The Chávez family faced many hardships in California. The family would pick peas and lettuce in the winter, cherries and beans in the spring, corn and grapes in the summer, and cotton in the fall.[2] When César was a teenager, he and his older sister Rita would help other farm workers and neighbors by driving those unable to drive to the hospital to see a doctor.[5]
In 1942, Chavez graduated from eighth grade. It would be his final year of formal schooling, because he did not want his mother to have to work in the fields. Chavez dropped out to become a full-time migrant farm worker.[4] In 1944 he joined the United States Navy at the age of seventeen and served for two years. Chávez had hoped that he would learn skills in the Navy that would help him later when he returned to civilian life, however he soon discovered that at the time Mexican-Americans in the Navy could only work as deckhands or painters.[6] Later, Chávez described his experience in the military as “the two worst years of my life.”[7] When Chávez returned home from his service in the military, he married his high school sweetheart, Helen Favela.

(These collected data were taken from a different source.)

//! Signature checkers: decide whether a signature is valid for a key.

use std::cell::RefCell;
use std::collections::BTreeMap;

use xec_primitives::ec::{PublicKey, Signature};
use xec_primitives::KeyId;
use xec_script::Script;
use xec_transaction::sighash::{signature_hash, SigHashType};
use xec_transaction::Transaction;

use crate::SigPair;

/// Validates `<signature><sighash byte>` against a public key.
pub trait SignatureChecker {
    /// Check `sig` (DER signature plus trailing sighash byte) against the
    /// serialized `pub_key` for the given script code.
    fn check_sig(&self, sig: &[u8], pub_key: &[u8], script_code: &Script) -> bool;
}

/// Checker bound to one input of a transaction and the amount it spends.
pub struct TransactionSignatureChecker<'a> {
    tx: &'a Transaction,
    input_index: usize,
    amount: u64,
}

impl<'a> TransactionSignatureChecker<'a> {
    /// Bind a checker to input `input_index` of `tx`, spending `amount`.
    pub fn new(tx: &'a Transaction, input_index: usize, amount: u64) -> Self {
        TransactionSignatureChecker {
            tx,
            input_index,
            amount,
        }
    }
}

impl SignatureChecker for TransactionSignatureChecker<'_> {
    /// Rejects empty signatures, signatures without FORKID, high-S
    /// signatures and anything that does not parse.
    fn check_sig(&self, sig: &[u8], pub_key: &[u8], script_code: &Script) -> bool {
        let Some((&hash_byte, der)) = sig.split_last() else {
            return false;
        };
        let sighash = SigHashType::new(u32::from(hash_byte));
        if !sighash.has_forkid() {
            return false;
        }
        let Ok(pub_key) = PublicKey::from_bytes(pub_key) else {
            return false;
        };
        let Ok(signature) = Signature::from_der(der) else {
            return false;
        };
        if !signature.is_low_s() {
            return false;
        }
        match signature_hash(
            self.tx,
            self.input_index,
            script_code.to_bytes(),
            sighash,
            self.amount,
        ) {
            Ok(hash) => signature.verify(&hash, &pub_key),
            Err(_) => false,
        }
    }
}

/// Checker that accepts every signature.
#[derive(Clone, Copy, Debug, Default)]
pub struct DummySignatureChecker;

impl SignatureChecker for DummySignatureChecker {
    fn check_sig(&self, _sig: &[u8], _pub_key: &[u8], _script_code: &Script) -> bool {
        true
    }
}

/// Wraps another checker and records every signature that passes it.
pub(crate) struct SignatureExtractorChecker<'a> {
    checker: &'a dyn SignatureChecker,
    found: RefCell<BTreeMap<KeyId, SigPair>>,
}

impl<'a> SignatureExtractorChecker<'a> {
    pub(crate) fn new(checker: &'a dyn SignatureChecker) -> Self {
        SignatureExtractorChecker {
            checker,
            found: RefCell::new(BTreeMap::new()),
        }
    }

    pub(crate) fn has_signature(&self, key_id: &KeyId) -> bool {
        self.found.borrow().contains_key(key_id)
    }

    pub(crate) fn into_signatures(self) -> BTreeMap<KeyId, SigPair> {
        self.found.into_inner()
    }
}

impl SignatureChecker for SignatureExtractorChecker<'_> {
    fn check_sig(&self, sig: &[u8], pub_key: &[u8], script_code: &Script) -> bool {
        if !self.checker.check_sig(sig, pub_key, script_code) {
            return false;
        }
        if let Ok(key) = PublicKey::from_bytes(pub_key) {
            self.found
                .borrow_mut()
                .entry(key.key_id())
                .or_insert_with(|| (key, sig.to_vec()));
        }
        true
    }
}
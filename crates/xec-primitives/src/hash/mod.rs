//! Hash function primitives.
//!
//! Provides SHA-256, double SHA-256, RIPEMD-160 and Hash160. Hash160 is the
//! digest behind every key and script identity used by the signing layer,
//! while SHA-256d backs transaction ids and signature hashes.

use ripemd::Ripemd160;
use sha2::{Digest, Sha256};

/// Compute SHA-256 hash of the input data.
///
/// # Arguments
/// * `data` - Byte slice to hash.
///
/// # Returns
/// A 32-byte SHA-256 digest.
pub fn sha256(data: &[u8]) -> [u8; 32] {
    let mut hasher = Sha256::new();
    hasher.update(data);
    hasher.finalize().into()
}

/// Compute double SHA-256: SHA-256(SHA-256(data)).
///
/// Used for transaction ids and FORKID signature hashes.
pub fn sha256d(data: &[u8]) -> [u8; 32] {
    sha256(&sha256(data))
}

/// Compute RIPEMD-160 hash of the input data.
pub fn ripemd160(data: &[u8]) -> [u8; 20] {
    let mut hasher = Ripemd160::new();
    hasher.update(data);
    hasher.finalize().into()
}

/// Compute Hash160: RIPEMD-160(SHA-256(data)).
///
/// This is the identity function for public keys (over their serialized
/// form, compressed or not) and for redeem scripts.
///
/// # Arguments
/// * `data` - Byte slice to hash.
///
/// # Returns
/// A 20-byte Hash160 digest.
pub fn hash160(data: &[u8]) -> [u8; 20] {
    ripemd160(&sha256(data))
}

#[cfg(test)]
mod tests {
    use super::*;

    const TEST_DATA: &[u8] = b"I am a test";
    const TEST_DATA_2: &[u8] = b"this is the data I want to hash";

    #[test]
    fn test_ripemd160_vectors() {
        assert_eq!(
            hex::encode(ripemd160(b"")),
            "9c1185a5c5e9fc54612808977ee8f548b2258d31"
        );
        assert_eq!(
            hex::encode(ripemd160(TEST_DATA)),
            "09a23f506b4a37cabab8a9e49b541de582fca96b"
        );
    }

    #[test]
    fn test_sha256_vectors() {
        assert_eq!(
            hex::encode(sha256(b"")),
            "e3b0c44298fc1c149afbf4c8996fb92427ae41e4649b934ca495991b7852b855"
        );
        assert_eq!(
            hex::encode(sha256(TEST_DATA_2)),
            "f88eec7ecabf88f9a64c4100cac1e0c0c4581100492137d1b656ea626cad63e3"
        );
    }

    #[test]
    fn test_sha256d_vectors() {
        assert_eq!(
            hex::encode(sha256d(b"")),
            "5df6e0e2761359d30a8275058e299fcc0381534545f55cf43e41983f5d4c9456"
        );
        assert_eq!(
            hex::encode(sha256d(TEST_DATA_2)),
            "2209ddda5914a3fbad507ff2284c4b6e559c18a669f9fc3ad3b5826a2a999d58"
        );
    }

    /// Hash160 must equal RIPEMD-160 over the SHA-256 digest.
    #[test]
    fn test_hash160_vectors() {
        assert_eq!(
            hex::encode(hash160(b"")),
            "b472a266d0bd89c13706a4132ccfb16f7c3b9fcb"
        );
        assert_eq!(
            hex::encode(hash160(TEST_DATA_2)),
            "e7fb13ef86fef4203f042fbfc2703fa628301e90"
        );
        assert_eq!(hash160(TEST_DATA), ripemd160(&sha256(TEST_DATA)));
    }
}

The couple moved to San Jose, California, where they would have seven children: Fernando, Linda (1951–2000),[8] Paul, Eloise, Sylvia and Anthony.[7]
Chávez worked in the fields until 1952, when he became an organizer for the Community Service Organization (CSO), a Latino civil rights group. He was hired and trained by Fred Ross as an organizer targeting police brutality. Chávez urged Mexican Americans to register and vote, and he traveled throughout California and made speeches in support of workers' rights. He later became CSO's national director in 1958.[9]
In 1962 Chávez left the CSO and co-founded the National Farm Workers Association (NFWA) with Dolores Huerta. It was later called the United Farm Workers (UFW).
When Filipino American farm workers initiated the Delano grape strike on September 8, 1965, to protest for higher wages, Chávez eagerly supported them. Six months later, Chávez and the NFWA led a strike of California grape pickers on the historic farmworkers march from Delano to the California state capitol in Sacramento for similar goals. The UFW encouraged all Americans to boycott table grapes as a show of support. The strike lasted five years and attracted national attention. In March 1966, the US Senate Committee on Labor and Public Welfare's Subcommittee on Migratory Labor held hearings in California on the strike. During the hearings, subcommittee member Robert F. Kennedy expressed his support for the striking workers.[10]
These activities led to similar movements in Southern Texas in 1966, where the UFW supported fruit workers in Starr County, Texas, and led a march to Austin, in support of UFW farm workers' rights. In the Midwest, César Chávez's movement inspired the founding of two Midwestern independent unions: Obreros Unidos in Wisconsin in 1966, and the Farm Labor Organizing Committee (FLOC) in Ohio in 1967. Former UFW organizers would also found the Texas Farm Workers Union in 1975.
In the early 1970s, the UFW organized strikes and boycotts—including the Salad Bowl strike, the largest farm worker strike in U.S. history—to protest for, and later win, higher wages for those farm workers who were working for grape and lettuce growers. The union also won passage of the California Agricultural Labor Relations Act, which gave collective bargaining rights to farm workers. During the 1980s, Chávez led a boycott to protest the use of toxic pesticides on grapes. Bumper stickers reading "NO GRAPES" and "UVAS NO"[11] (the translation in Spanish) were widespread. He again fasted to draw public attention. UFW organizers believed that a reduction in produce sales by 15% was sufficient to wipe out the profit margin of the boycotted product.
Chávez undertook a number of spiritual fasts, regarding the act as “a personal spiritual transformation”.[12] In 1968, he fasted for 25 days, promoting the principle of nonviolence.[13] In 1970, Chávez began a fast of ‘thanksgiving and hope’ to prepare for pre-arranged civil disobedience by farm workers.[14] Also in 1972, he fasted in response to Arizona’s passage of legislation that prohibited boycotts and strikes by farm workers during the harvest seasons.[14] These fasts were influenced by the Catholic tradition of doing penance and by Gandhi’s fasts and emphasis of nonviolence.[13]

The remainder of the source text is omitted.